“I think so, too,” she said.
I wanted you to see the sea. See the sea the sea the
ishywarmenuf?
Bird ree ree rawk reek rawk you know what birds are, remember the little birds that camrwindosill, remember?
Cree cree Bird
That wind is picking up.
You can tell she’s watching
Oh yes, she sees. She laughed a minute ago
shelafdamingo. Flamingo. Bird cree cree.
Kiss
Oh, Liddy!
Kiss
My darling you haven’t done that in suchalontym. Look, she kisses me if I pull the blanket aside.
Shekissississ.
This is a kiss. Do you see?
I suppose I do. Poor kid.
Her lips are so soft.
Anna
Listen, she’s talking. She’s trying to talk. Being outside is making her well.
Anna Papa Mama Liddy
She’s talking to you.
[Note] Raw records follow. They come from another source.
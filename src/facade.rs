//! Cache Facade
//!
//! Typed public API over the byte-level [`Store`]: values are serialized to
//! JSON on the way in and deserialized on the way out, keeping the store
//! itself type-agnostic.
//!
//! The facade owns the store and the background sweeper; constructing a
//! [`Cache`] starts the sweeper, [`Cache::shutdown`] stops and joins it.

use std::future::Future;
use std::sync::Arc;
use std::time::Duration;

use serde::de::DeserializeOwned;
use serde::Serialize;

use crate::cache::{CacheStats, Clock, Store};
use crate::config::CacheConfig;
use crate::error::{CacheError, Result};
use crate::tasks::{spawn_sweeper, SweeperHandle};

// == Cache ==
/// Embeddable typed cache with TTL expiration and single-flight loading.
///
/// Must be constructed inside a tokio runtime (the sweeper is a spawned
/// task). The underlying [`Store`] can be cloned out via [`Cache::store`]
/// for byte-level access or for sharing with other components.
#[derive(Debug)]
pub struct Cache {
    store: Store,
    sweeper: Option<SweeperHandle>,
}

impl Cache {
    // == Constructors ==
    /// Creates a cache from configuration and starts its sweeper.
    pub fn new(config: &CacheConfig) -> Self {
        let store = Store::new(config);
        Self::assemble(store, config)
    }

    /// Creates a cache with an explicit clock, for deterministic tests.
    pub fn with_clock(config: &CacheConfig, clock: Arc<dyn Clock>) -> Self {
        let store = Store::with_clock(config, clock);
        Self::assemble(store, config)
    }

    fn assemble(store: Store, config: &CacheConfig) -> Self {
        let sweeper = spawn_sweeper(
            store.clone(),
            config.sweep_interval,
            config.sweep_batch_limit,
        );
        Self {
            store,
            sweeper: Some(sweeper),
        }
    }

    // == Store Access ==
    /// Returns a clone of the underlying byte-level store.
    pub fn store(&self) -> Store {
        self.store.clone()
    }

    // == Get ==
    /// Retrieves and deserializes the value for `key`.
    ///
    /// Returns `Ok(None)` when the key is absent or expired. A payload that
    /// does not deserialize to `T` fails with `Deserialization` and the
    /// entry is left untouched — a stale or incompatible schema is the
    /// caller's concern, and the raw payload stays readable via
    /// [`Cache::get_raw`].
    pub fn get<T: DeserializeOwned>(&self, key: &str) -> Result<Option<T>> {
        match self.store.get(key) {
            Some(bytes) => {
                let value =
                    serde_json::from_slice(&bytes).map_err(CacheError::deserialization)?;
                Ok(Some(value))
            }
            None => Ok(None),
        }
    }

    // == Set ==
    /// Serializes and stores a value under `key`.
    ///
    /// A serialization failure surfaces before any mutation; the previous
    /// entry, if any, is untouched.
    pub fn set<T: Serialize>(&self, key: &str, value: &T, ttl: Option<Duration>) -> Result<()> {
        let bytes = serde_json::to_vec(value).map_err(CacheError::serialization)?;
        self.store.set(key, bytes, ttl)
    }

    // == Remove ==
    /// Deletes the entry for `key`, reporting whether a deletion occurred.
    pub fn remove(&self, key: &str) -> bool {
        self.store.remove(key)
    }

    // == Raw Access ==
    /// Retrieves the stored payload without deserializing it.
    pub fn get_raw(&self, key: &str) -> Option<Vec<u8>> {
        self.store.get(key)
    }

    /// Stores an opaque payload without serializing it.
    pub fn set_raw(&self, key: &str, value: Vec<u8>, ttl: Option<Duration>) -> Result<()> {
        self.store.set(key, value, ttl)
    }

    // == Get Or Compute ==
    /// Returns the cached value for `key`, or runs `compute` to produce it
    /// (cache-aside).
    ///
    /// Serialization of the computed value happens inside the flight, so
    /// concurrent callers for the same key share one computation and one
    /// outcome; a failing `compute` reaches every waiter as `ComputeFailed`
    /// and caches nothing.
    pub async fn get_or_compute<T, F, Fut>(
        &self,
        key: &str,
        ttl: Option<Duration>,
        compute: F,
    ) -> Result<T>
    where
        T: Serialize + DeserializeOwned + Send + 'static,
        F: FnOnce() -> Fut,
        Fut: Future<Output = anyhow::Result<T>> + Send + 'static,
    {
        self.get_or_compute_with_cancel(key, ttl, compute, std::future::pending())
            .await
    }

    /// Like [`Cache::get_or_compute`], honoring a caller-supplied cancel
    /// future (pass `tokio::time::sleep(..)` for a timeout).
    ///
    /// The cancelling waiter gets `Cancelled`; other waiters of the same
    /// flight are unaffected unless every one of them cancels.
    pub async fn get_or_compute_with_cancel<T, F, Fut, C>(
        &self,
        key: &str,
        ttl: Option<Duration>,
        compute: F,
        cancel: C,
    ) -> Result<T>
    where
        T: Serialize + DeserializeOwned + Send + 'static,
        F: FnOnce() -> Fut,
        Fut: Future<Output = anyhow::Result<T>> + Send + 'static,
        C: Future<Output = ()>,
    {
        let bytes = self
            .store
            .compute_raw(
                key,
                ttl,
                move || {
                    let fut = compute();
                    async move {
                        let value = fut.await.map_err(CacheError::compute_failed)?;
                        serde_json::to_vec(&value).map_err(CacheError::serialization)
                    }
                },
                cancel,
            )
            .await?;

        serde_json::from_slice(&bytes).map_err(CacheError::deserialization)
    }

    // == Stats ==
    /// Returns a snapshot of the cache statistics.
    pub fn stats(&self) -> CacheStats {
        self.store.stats()
    }

    // == Length ==
    /// Returns the current number of entries.
    pub fn len(&self) -> usize {
        self.store.len()
    }

    /// Returns true if the cache holds no entries.
    pub fn is_empty(&self) -> bool {
        self.store.is_empty()
    }

    // == Shutdown ==
    /// Stops the background sweeper and waits for it to finish.
    ///
    /// After this returns no sweep is mid-flight. The store itself needs no
    /// teardown.
    pub async fn shutdown(mut self) {
        if let Some(sweeper) = self.sweeper.take() {
            sweeper.shutdown().await;
        }
    }
}

impl Drop for Cache {
    fn drop(&mut self) {
        // Best effort for caches dropped without an explicit shutdown
        if let Some(sweeper) = self.sweeper.take() {
            sweeper.abort();
        }
    }
}

// == Unit Tests ==
#[cfg(test)]
mod tests {
    use super::*;
    use serde::Deserialize;

    #[derive(Debug, Clone, PartialEq, Serialize, Deserialize)]
    struct User {
        id: u64,
        name: String,
    }

    fn cache() -> Cache {
        Cache::new(&CacheConfig::default())
    }

    #[tokio::test]
    async fn test_typed_roundtrip() {
        let cache = cache();
        let user = User {
            id: 7,
            name: "ada".to_string(),
        };

        cache.set("user:7", &user, None).unwrap();
        let loaded: Option<User> = cache.get("user:7").unwrap();

        assert_eq!(loaded, Some(user));
        cache.shutdown().await;
    }

    #[tokio::test]
    async fn test_get_absent_is_none() {
        let cache = cache();

        let loaded: Option<User> = cache.get("nobody").unwrap();
        assert_eq!(loaded, None);

        cache.shutdown().await;
    }

    #[tokio::test]
    async fn test_serialization_failure_mutates_nothing() {
        let cache = cache();
        cache.set("k", &1u32, None).unwrap();

        // JSON cannot represent NaN
        let result = cache.set("k", &f64::NAN, None);

        assert!(matches!(result, Err(CacheError::Serialization(_))));
        assert_eq!(cache.get::<u32>("k").unwrap(), Some(1));
        cache.shutdown().await;
    }

    #[tokio::test]
    async fn test_deserialization_failure_leaves_entry() {
        let cache = cache();
        cache.set_raw("k", b"not json at all".to_vec(), None).unwrap();

        let result = cache.get::<User>("k");
        assert!(matches!(result, Err(CacheError::Deserialization(_))));

        // The raw payload is still there and still readable
        assert_eq!(cache.get_raw("k"), Some(b"not json at all".to_vec()));
        cache.shutdown().await;
    }

    #[tokio::test]
    async fn test_typed_get_or_compute() {
        let cache = cache();

        let user = cache
            .get_or_compute("user:1", None, || async {
                Ok(User {
                    id: 1,
                    name: "grace".to_string(),
                })
            })
            .await
            .unwrap();

        assert_eq!(user.id, 1);
        assert_eq!(
            cache.get::<User>("user:1").unwrap().map(|u| u.name),
            Some("grace".to_string())
        );
        cache.shutdown().await;
    }

    #[tokio::test]
    async fn test_remove_roundtrip() {
        let cache = cache();

        cache.set("k", &42u32, None).unwrap();
        assert!(cache.remove("k"));
        assert!(!cache.remove("k"));
        assert!(cache.is_empty());

        cache.shutdown().await;
    }
}
//! Error types for the cache
//!
//! Provides unified error handling using thiserror.
//!
//! Variants that can be the outcome of a shared computation are `Clone` so a
//! single flight result can be handed to every concurrent waiter; foreign
//! error sources are wrapped in `Arc` for that reason.

use std::sync::Arc;

use thiserror::Error;

// == Cache Error Enum ==
/// Unified error type for the cache.
#[derive(Error, Debug, Clone)]
pub enum CacheError {
    /// Malformed key or TTL (caller bug, not retried)
    #[error("Invalid argument: {0}")]
    InvalidArgument(String),

    /// The application compute callback failed; surfaced as-is to every
    /// waiter of the flight, never retried by the cache
    #[error("Compute failed: {0}")]
    ComputeFailed(Arc<anyhow::Error>),

    /// A typed value could not be serialized; nothing was stored
    #[error("Serialization failed: {0}")]
    Serialization(Arc<serde_json::Error>),

    /// A stored payload could not be deserialized to the requested type;
    /// the entry is left untouched
    #[error("Deserialization failed: {0}")]
    Deserialization(Arc<serde_json::Error>),

    /// Caller-initiated abort of a pending `get_or_compute`
    #[error("Operation cancelled")]
    Cancelled,
}

// == Constructors ==
impl CacheError {
    /// Wraps an application callback error.
    pub fn compute_failed(err: anyhow::Error) -> Self {
        Self::ComputeFailed(Arc::new(err))
    }

    /// Wraps a serialization failure.
    pub fn serialization(err: serde_json::Error) -> Self {
        Self::Serialization(Arc::new(err))
    }

    /// Wraps a deserialization failure.
    pub fn deserialization(err: serde_json::Error) -> Self {
        Self::Deserialization(Arc::new(err))
    }
}

// == Result Type Alias ==
/// Convenience Result type for the cache.
pub type Result<T> = std::result::Result<T, CacheError>;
She’s looking at you.
She hasn’t any idea who I am. Probably wondering who this stranger is.
Whothistrangris Wholyam Papa
“Thank you for bringing us, Mr. Styles,” Anna cried, suddenly overcome. No one had done this, ever—taken them to the beach together. “Thank you for bringing us. We’re so terribly grateful.” She clasped his hands and stood on tiptoe to kiss his cheek. But she only reached his jaw.
“It’s nothing,” he muttered, though he felt strangely moved. The change in the crippled girl was extraordinary. He’d found her sprawled unconscious, as if she’d been dropped from a height, but now she sat up independently, holding her head away from the stand. The Landrace fell from her face as she confronted the sea, lips moving, like a mythical creature whose imprecations could summon storms and winged gods, her wild blue eyes fixed on eternity.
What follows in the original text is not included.